12/21/2016 08:22 EST | Updated 12/21/2016 08:23 EST

The Family Guide To Holiday Ski Resorts

Noah Clayton via Getty Images
USA, Montana, Whitefish, Father skiing with children (6-7, 8-9)


Photo credit: Roderick Eime

The holiday season is here, and families just like mine are packing their layers into suitcases for another trip to Whistler, Sunshine VIllage, Lake Louise, Revelstoke, Kicking Horse, or one of Canada's more than 100 ski areas. This year, we chose Whistler, and while my husband and two sons are far more excited about terrain parks, bowls, and chest-deep powder than Santa Claus, I'm going through my annual pre-ski-trip blues.

I'm dreading the parking space I'll find that feels light years away from the ticket booth, the lift lines that will make my knees ache more than any black diamond, and the crowds of people I'll be dodging fearfully with my mediocre skiing skills.

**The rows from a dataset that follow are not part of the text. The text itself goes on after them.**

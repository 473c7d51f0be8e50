//! Dependency installation for PHP (composer) and Node (npm) manifests.
//!
//! Installer failures never abort a deployment. Each one is reported as an
//! `InstallWarning` line in the deployment log and the pipeline carries on.

use std::path::{Path, PathBuf};
use std::process::Stdio;
use std::time::Duration;

use anyhow::Result;
use tokio::process::Command;
use tracing::{info, warn};

use super::log::DeploymentLog;
use crate::config::ToolsConfig;
use crate::errors::{DeployError, DeployResult};

const COMPOSER_MANIFEST: &str = "composer.json";
const NPM_MANIFEST: &str = "package.json";

/// Lines of installer output kept in the deployment log on failure.
const OUTPUT_TAIL_LINES: usize = 20;

#[derive(Debug, Clone, Copy, PartialEq, Eq)]
pub enum Manager {
    Composer,
    Npm,
}

impl Manager {
    pub fn manifest(&self) -> &'static str {
        match self {
            Self::Composer => COMPOSER_MANIFEST,
            Self::Npm => NPM_MANIFEST,
        }
    }

    fn label(&self) -> &'static str {
        match self {
            Self::Composer => "composer",
            Self::Npm => "npm",
        }
    }
}

/// Managers whose manifest is present in `workspace`, PHP first.
pub fn detect_manifests(workspace: &Path) -> Vec<Manager> {
    [Manager::Composer, Manager::Npm]
        .into_iter()
        .filter(|m| workspace.join(m.manifest()).is_file())
        .collect()
}

pub struct Installer {
    tools: ToolsConfig,
    /// Private HOME and cache root. Never the invoking user's home.
    home: PathBuf,
}

impl Installer {
    pub fn new(tools: ToolsConfig, home: PathBuf) -> Self {
        Self { tools, home }
    }

    /// Run every applicable installer, writing progress to `log`.
    ///
    /// Only a failure to persist the log is returned as an error.
    pub async fn install(&self, workspace: &Path, log: &mut DeploymentLog) -> Result<()> {
        let managers = detect_manifests(workspace);
        if managers.is_empty() {
            log.line("No dependency manifest found, skipping install").await?;
            return Ok(());
        }

        for manager in managers {
            log.line(format!(
                "Found {}, installing {} dependencies...",
                manager.manifest(),
                manager.label()
            ))
            .await?;
            match self.run(manager, workspace).await {
                Ok(summary) => {
                    log.line(format!("{} install finished: {}", manager.label(), summary))
                        .await?
                }
                Err(e) => {
                    warn!(
                        deployment_id = log.deployment_id(),
                        error = %e,
                        "dependency install failed"
                    );
                    log.line(format!("WARNING: {}", e)).await?;
                }
            }
        }
        Ok(())
    }

    async fn run(&self, manager: Manager, workspace: &Path) -> DeployResult<String> {
        let program = match manager {
            Manager::Composer => self.resolve_composer().await?,
            Manager::Npm => which::which(&self.tools.npm).map_err(|_| {
                DeployError::InstallWarning(format!(
                    "'{}' not found; Node dependencies were not installed",
                    self.tools.npm
                ))
            })?,
        };
        let args: &[&str] = match manager {
            Manager::Composer => &[
                "install",
                "--no-dev",
                "--optimize-autoloader",
                "--no-interaction",
                "--no-progress",
            ],
            Manager::Npm => &["install", "--omit=dev", "--no-audit", "--no-fund"],
        };

        self.ensure_home()?;
        let output = self
            .command(&program)
            .args(args)
            .current_dir(workspace)
            .output()
            .await
            .map_err(|e| {
                DeployError::InstallWarning(format!("could not run {}: {}", program.display(), e))
            })?;

        let combined = format!(
            "{}{}",
            String::from_utf8_lossy(&output.stdout),
            String::from_utf8_lossy(&output.stderr)
        );
        if !output.status.success() {
            return Err(DeployError::InstallWarning(format!(
                "{} install exited with {}:\n{}",
                manager.label(),
                output.status,
                tail(&combined, OUTPUT_TAIL_LINES)
            )));
        }
        Ok(tail(&combined, 1).trim().to_string())
    }

    /// Locate composer, bootstrapping it into the private home once when it
    /// is not installed.
    async fn resolve_composer(&self) -> DeployResult<PathBuf> {
        if let Ok(path) = which::which(&self.tools.composer) {
            return Ok(path);
        }
        let bootstrapped = self.home.join("bin").join("composer");
        if bootstrapped.is_file() {
            return Ok(bootstrapped);
        }
        info!(url = %self.tools.composer_installer_url, "composer not found, bootstrapping");
        self.bootstrap_composer(&bootstrapped).await.map_err(|e| {
            DeployError::InstallWarning(format!(
                "'{}' not found and bootstrap failed: {:#}",
                self.tools.composer, e
            ))
        })?;
        Ok(bootstrapped)
    }

    async fn bootstrap_composer(&self, target: &Path) -> Result<()> {
        let php = which::which(&self.tools.php)
            .map_err(|_| anyhow::anyhow!("'{}' not found", self.tools.php))?;
        self.ensure_home()?;

        let client = reqwest::Client::builder()
            .timeout(Duration::from_secs(60))
            .build()?;
        let installer = client
            .get(&self.tools.composer_installer_url)
            .send()
            .await?
            .error_for_status()?
            .bytes()
            .await?;
        let setup = self.home.join("composer-setup.php");
        tokio::fs::write(&setup, &installer).await?;

        let install_dir = target
            .parent()
            .ok_or_else(|| anyhow::anyhow!("bootstrap target has no parent"))?;
        tokio::fs::create_dir_all(install_dir).await?;
        let output = self
            .command(&php)
            .arg(&setup)
            .arg(format!("--install-dir={}", install_dir.display()))
            .arg("--filename=composer")
            .output()
            .await?;
        let _ = tokio::fs::remove_file(&setup).await;
        if !output.status.success() || !target.is_file() {
            anyhow::bail!(
                "composer installer exited with {}: {}",
                output.status,
                tail(&String::from_utf8_lossy(&output.stderr), OUTPUT_TAIL_LINES)
            );
        }
        Ok(())
    }

    fn command(&self, program: &Path) -> Command {
        let mut cmd = Command::new(program);
        cmd.env("HOME", &self.home)
            .env("COMPOSER_HOME", self.home.join("composer"))
            .env("COMPOSER_CACHE_DIR", self.home.join("cache").join("composer"))
            .env("npm_config_cache", self.home.join("cache").join("npm"))
            .stdin(Stdio::null())
            .kill_on_drop(true);
        cmd
    }

    fn ensure_home(&self) -> DeployResult<()> {
        std::fs::create_dir_all(&self.home).map_err(|e| {
            DeployError::InstallWarning(format!(
                "could not create installer home {}: {}",
                self.home.display(),
                e
            ))
        })
    }
}

fn tail(text: &str, lines: usize) -> String {
    let all: Vec<&str> = text.lines().filter(|l| !l.trim().is_empty()).collect();
    let start = all.len().saturating_sub(lines);
    all[start..].join("\n")
}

However, thanks to Google and a few lessons I've learned over the years, I think this trip may be different. I've been diligently researching the best ways to beat the crowds at popular ski resorts during the insane holiday season, and I'd like to share my findings with all of the other overwhelmed ski moms out there.

Pack A Lunch

This tip is one of my own. I dread lunchtime at the ski resort before I even step into my bindings. The moment we arrive at the cafeteria, my boys dart in opposite directions in search of pizza slices, hot chocolate, french fries, and all of the delicious junk food served at every resort we've ever visited. I don't mind letting them indulge in their favorite foods while on vacation, but I don't want to wait until the food is cold to pay for it. I've been packing our lunches for full days on the mountain for several years now, which means we all get to eat long before we get "hangry."

Ski on Christmas Day


Photo credit: Murray Foubister

Now that my boys are more interested in fresh powder than Santa Claus, we plan to spend Christmas morning a little differently. Heather Balogh, the author of a 2014 blog post for Liftopia, suggests heading to the mountain while everyone else is sipping coffee and opening presents at home or in their rented condo. We're going to pray for fresh snowfall and open our gifts several hours later this year. Who knows -- this could become a new family tradition.

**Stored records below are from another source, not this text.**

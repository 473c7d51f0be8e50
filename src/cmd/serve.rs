use std::sync::Arc;

use anyhow::Result;
use gitdeploy::config::DeployConfig;
use gitdeploy::deploy::server::start_server;

pub async fn cmd_serve(
    mut config: DeployConfig,
    port: Option<u16>,
    host: Option<String>,
) -> Result<()> {
    if let Some(port) = port {
        config.server.port = port;
    }
    if let Some(host) = host {
        config.server.host = host;
    }
    start_server(Arc::new(config)).await
}
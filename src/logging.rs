//! Diagnostics setup for the CLI, server, and worker processes.

use std::path::PathBuf;

use anyhow::{Result, anyhow};
use tracing_appender::non_blocking::WorkerGuard;
use tracing_subscriber::{
    EnvFilter, Layer, Registry, fmt, layer::SubscriberExt, util::SubscriberInitExt,
};

#[derive(Debug, Clone)]
pub struct LogOptions {
    /// Fallback filter when `RUST_LOG` is unset.
    pub level: String,
    pub json: bool,
    /// Emit to stderr. Stdout is reserved for command output.
    pub stderr: bool,
    /// Optional directory for a daily-rolling log file.
    pub log_dir: Option<PathBuf>,
    pub file_prefix: String,
}

impl Default for LogOptions {
    fn default() -> Self {
        Self {
            level: "info".to_string(),
            json: false,
            stderr: true,
            log_dir: None,
            file_prefix: "gitdeploy.log".to_string(),
        }
    }
}

fn make_filter(level: &str) -> EnvFilter {
    EnvFilter::try_from_default_env().unwrap_or_else(|_| EnvFilter::new(level))
}

/// Install the global subscriber. The returned guard must be held for the
/// life of the process when file logging is enabled, otherwise buffered
/// lines are dropped.
pub fn init_logging(options: &LogOptions) -> Result<Option<WorkerGuard>> {
    let mut layers: Vec<Box<dyn Layer<Registry> + Send + Sync>> = Vec::new();
    let mut guard = None;

    if options.stderr {
        let layer = fmt::layer().with_writer(std::io::stderr).with_target(false);
        if options.json {
            layers.push(layer.json().with_filter(make_filter(&options.level)).boxed());
        } else {
            layers.push(layer.with_filter(make_filter(&options.level)).boxed());
        }
    }

    if let Some(dir) = &options.log_dir {
        std::fs::create_dir_all(dir)
            .map_err(|e| anyhow!("Failed to create log directory {}: {}", dir.display(), e))?;
        let appender = tracing_appender::rolling::daily(dir, &options.file_prefix);
        let (writer, file_guard) = tracing_appender::non_blocking(appender);
        layers.push(
            fmt::layer()
                .with_ansi(false)
                .with_writer(writer)
                .with_filter(make_filter(&options.level))
                .boxed(),
        );
        guard = Some(file_guard);
    }

    tracing_subscriber::registry()
        .with(layers)
        .try_init()
        .map_err(|e| anyhow!("Failed to initialize logging: {}", e))?;

    Ok(guard)
}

Buy Lift Tickets Ahead of Time

I've been skiing since the early '80s, long before sites like Liftopia and Get Ski Tickets existed, so I never even considered foregoing the dreaded lift ticket lines during the holidays. This year, I logged onto the Whistler-Blackcomb website and booked our passes online. That's one less line to worry about, and to me, that's a pretty big deal.

The Closer the Better


Photo credit: Patrick Nouhailler

We're not the type of travelers that have to stay on top of the attraction if there's a more affordable option nearby. We didn't stay at a Disney resort on our trip Orlando, Fla., and we always choose a budget-friendly hotel just slightly farther from the sand to save money in Puerto Vallarta.

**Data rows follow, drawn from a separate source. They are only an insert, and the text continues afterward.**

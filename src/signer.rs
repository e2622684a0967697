//! Account signing seam.
//!
//! The connected wallet owns all key material. This crate only hands it a
//! canonical message and gets a signature back; declining is a normal
//! outcome that must stop the pipeline before anything is submitted.

use alloy_primitives::{Address, Bytes};

use crate::market::client::SignMessage;

/// Failure to obtain a signature.
#[derive(Debug, Clone, thiserror::Error, PartialEq, Eq)]
pub enum SignError {
    #[error("signature request was declined by the account holder")]
    Rejected,

    #[error("signer returned an empty signature")]
    EmptySignature,

    #[error("signer error: {0}")]
    Failed(String),
}

/// An account capable of EIP-712 typed-data signing.
pub trait Signer {
    /// The account address; used as the order maker.
    fn address(&self) -> Address;

    /// Signs the canonical typed-data message. May block on user
    /// confirmation.
    fn sign_typed_data(&self, message: &SignMessage) -> Result<Bytes, SignError>;
}

impl<S: Signer + ?Sized> Signer for &S {
    fn address(&self) -> Address {
        (**self).address()
    }

    fn sign_typed_data(&self, message: &SignMessage) -> Result<Bytes, SignError> {
        (**self).sign_typed_data(message)
    }
}

/// Signs `message` with `signer`, refusing an empty result.
pub fn sign<S: Signer + ?Sized>(message: &SignMessage, signer: &S) -> Result<Bytes, SignError> {
    let signature = signer.sign_typed_data(message)?;
    if signature.is_empty() {
        return Err(SignError::EmptySignature);
    }
    Ok(signature)
}
//! Piece colors, roles, and their nibble codes.
//!
//! Each piece packs into a 4-bit lane value: the role occupies the low three
//! bits (1..=6) and black sets the high bit. Zero is reserved for an empty
//! square, so 7, 8 and 15 never name a piece.

/// The side a piece belongs to.
#[derive(Debug, Clone, Copy, PartialEq, Eq, Hash)]
pub enum Color {
    White,
    Black,
}

impl Color {
    /// Returns the prefix used by board-widget piece codes (`w` / `b`).
    pub const fn code_char(self) -> char {
        match self {
            Color::White => 'w',
            Color::Black => 'b',
        }
    }

    /// Parses a color from its board-widget prefix.
    pub fn from_code_char(c: char) -> Option<Color> {
        match c {
            'w' => Some(Color::White),
            'b' => Some(Color::Black),
            _ => None,
        }
    }
}

/// The kind of a chess piece.
#[derive(Debug, Clone, Copy, PartialEq, Eq, Hash)]
pub enum Role {
    Pawn,
    Knight,
    Bishop,
    Rook,
    Queen,
    King,
}

/// All roles in nibble order.
pub const ALL_ROLES: [Role; 6] = [
    Role::Pawn,
    Role::Knight,
    Role::Bishop,
    Role::Rook,
    Role::Queen,
    Role::King,
];

impl Role {
    /// Low three bits of the lane value.
    pub const fn nibble(self) -> u8 {
        match self {
            Role::Pawn => 0x1,
            Role::Knight => 0x2,
            Role::Bishop => 0x3,
            Role::Rook => 0x4,
            Role::Queen => 0x5,
            Role::King => 0x6,
        }
    }

    /// Returns the uppercase letter used in FEN and piece codes.
    pub const fn letter(self) -> char {
        match self {
            Role::Pawn => 'P',
            Role::Knight => 'N',
            Role::Bishop => 'B',
            Role::Rook => 'R',
            Role::Queen => 'Q',
            Role::King => 'K',
        }
    }

    /// Parses a role from its uppercase letter.
    pub fn from_letter(c: char) -> Option<Role> {
        match c {
            'P' => Some(Role::Pawn),
            'N' => Some(Role::Knight),
            'B' => Some(Role::Bishop),
            'R' => Some(Role::Rook),
            'Q' => Some(Role::Queen),
            'K' => Some(Role::King),
            _ => None,
        }
    }
}

const BLACK_BIT: u8 = 0x8;

/// A colored piece.
#[derive(Debug, Clone, Copy, PartialEq, Eq, Hash)]
pub struct Piece {
    pub color: Color,
    pub role: Role,
}

/// All twelve pieces, white first.
pub const ALL_PIECES: [Piece; 12] = [
    Piece::new(Color::White, Role::Pawn),
    Piece::new(Color::White, Role::Knight),
    Piece::new(Color::White, Role::Bishop),
    Piece::new(Color::White, Role::Rook),
    Piece::new(Color::White, Role::Queen),
    Piece::new(Color::White, Role::King),
    Piece::new(Color::Black, Role::Pawn),
    Piece::new(Color::Black, Role::Knight),
    Piece::new(Color::Black, Role::Bishop),
    Piece::new(Color::Black, Role::Rook),
    Piece::new(Color::Black, Role::Queen),
    Piece::new(Color::Black, Role::King),
];

impl Piece {
    pub const fn new(color: Color, role: Role) -> Self {
        Piece { color, role }
    }

    /// Returns the 4-bit lane value: white 1..=6, black 9..=14.
    pub const fn nibble(self) -> u8 {
        match self.color {
            Color::White => self.role.nibble(),
            Color::Black => self.role.nibble() | BLACK_BIT,
        }
    }

    /// Decodes a lane value. Returns None for empty (0) and the unused
    /// values 7, 8 and 15.
    pub fn from_nibble(n: u8) -> Option<Piece> {
        if n > 0xf {
            return None;
        }
        let color = if n & BLACK_BIT == 0 { Color::White } else { Color::Black };
        let role = ALL_ROLES.iter().find(|r| r.nibble() == n & !BLACK_BIT)?;
        Some(Piece::new(color, *role))
    }

    /// Returns the FEN letter: uppercase for white, lowercase for black.
    pub fn fen_char(self) -> char {
        match self.color {
            Color::White => self.role.letter(),
            Color::Black => self.role.letter().to_ascii_lowercase(),
        }
    }

    /// Parses a FEN letter.
    pub fn from_fen_char(c: char) -> Option<Piece> {
        let role = Role::from_letter(c.to_ascii_uppercase())?;
        let color = if c.is_ascii_uppercase() { Color::White } else { Color::Black };
        Some(Piece::new(color, role))
    }

    /// Returns the board-widget code, e.g. `"wP"` or `"bK"`.
    pub fn code(self) -> String {
        format!("{}{}", self.color.code_char(), self.role.letter())
    }

    /// Parses a board-widget code such as `"wN"`.
    pub fn from_code(s: &str) -> Option<Piece> {
        let mut chars = s.chars();
        let color = Color::from_code_char(chars.next()?)?;
        let role = Role::from_letter(chars.next()?)?;
        if chars.next().is_some() {
            return None;
        }
        Some(Piece::new(color, role))
    }
}

#[cfg(test)]
mod tests {
    use super::*;

    #[test]
    fn nibble_values() {
        assert_eq!(Piece::new(Color::White, Role::Pawn).nibble(), 0x1);
        assert_eq!(Piece::new(Color::White, Role::King).nibble(), 0x6);
        assert_eq!(Piece::new(Color::Black, Role::Pawn).nibble(), 0x9);
        assert_eq!(Piece::new(Color::Black, Role::Rook).nibble(), 0xc);
        assert_eq!(Piece::new(Color::Black, Role::King).nibble(), 0xe);
    }

    #[test]
    fn nibbles_are_nonzero_and_distinct() {
        let mut seen = [false; 16];
        for p in ALL_PIECES {
            let n = p.nibble() as usize;
            assert_ne!(n, 0);
            assert!(!seen[n], "duplicate nibble {}", n);
            seen[n] = true;
            assert_eq!(Piece::from_nibble(p.nibble()), Some(p));
        }
    }

    #[test]
    fn unused_nibbles_decode_to_none() {
        for n in [0u8, 7, 8, 15, 16, 0xff] {
            assert_eq!(Piece::from_nibble(n), None, "nibble {}", n);
        }
    }

    #[test]
    fn fen_chars() {
        assert_eq!(Piece::from_fen_char('Q'), Some(Piece::new(Color::White, Role::Queen)));
        assert_eq!(Piece::from_fen_char('n'), Some(Piece::new(Color::Black, Role::Knight)));
        assert_eq!(Piece::from_fen_char('x'), None);
        assert_eq!(Piece::from_fen_char('1'), None);
        for p in ALL_PIECES {
            assert_eq!(Piece::from_fen_char(p.fen_char()), Some(p));
        }
    }

    #[test]
    fn widget_codes() {
        assert_eq!(Piece::from_code("wR"), Some(Piece::new(Color::White, Role::Rook)));
        assert_eq!(Piece::from_code("bK"), Some(Piece::new(Color::Black, Role::King)));
        assert_eq!(Piece::new(Color::Black, Role::Bishop).code(), "bB");
        assert_eq!(Piece::from_code("wr"), None);
        assert_eq!(Piece::from_code("xK"), None);
        assert_eq!(Piece::from_code("wKK"), None);
        assert_eq!(Piece::from_code("w"), None);
    }
}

However, on ski vacations, closer is most certainly better. Stay within or very close to the village of the ski area you're visiting, and you'll find the extra money you spend on your room is recuperated elsewhere. You can forget about costly cab fares for dinner and drinks, you can park your vehicle for the duration of your trip, and you won't have to dodge traffic in the lot for a parking space that's 3 kilometres from the chairlift. After all, the goal is to spend more time on the mountain with your family and less time worrying about the unrelenting holiday ski crowds.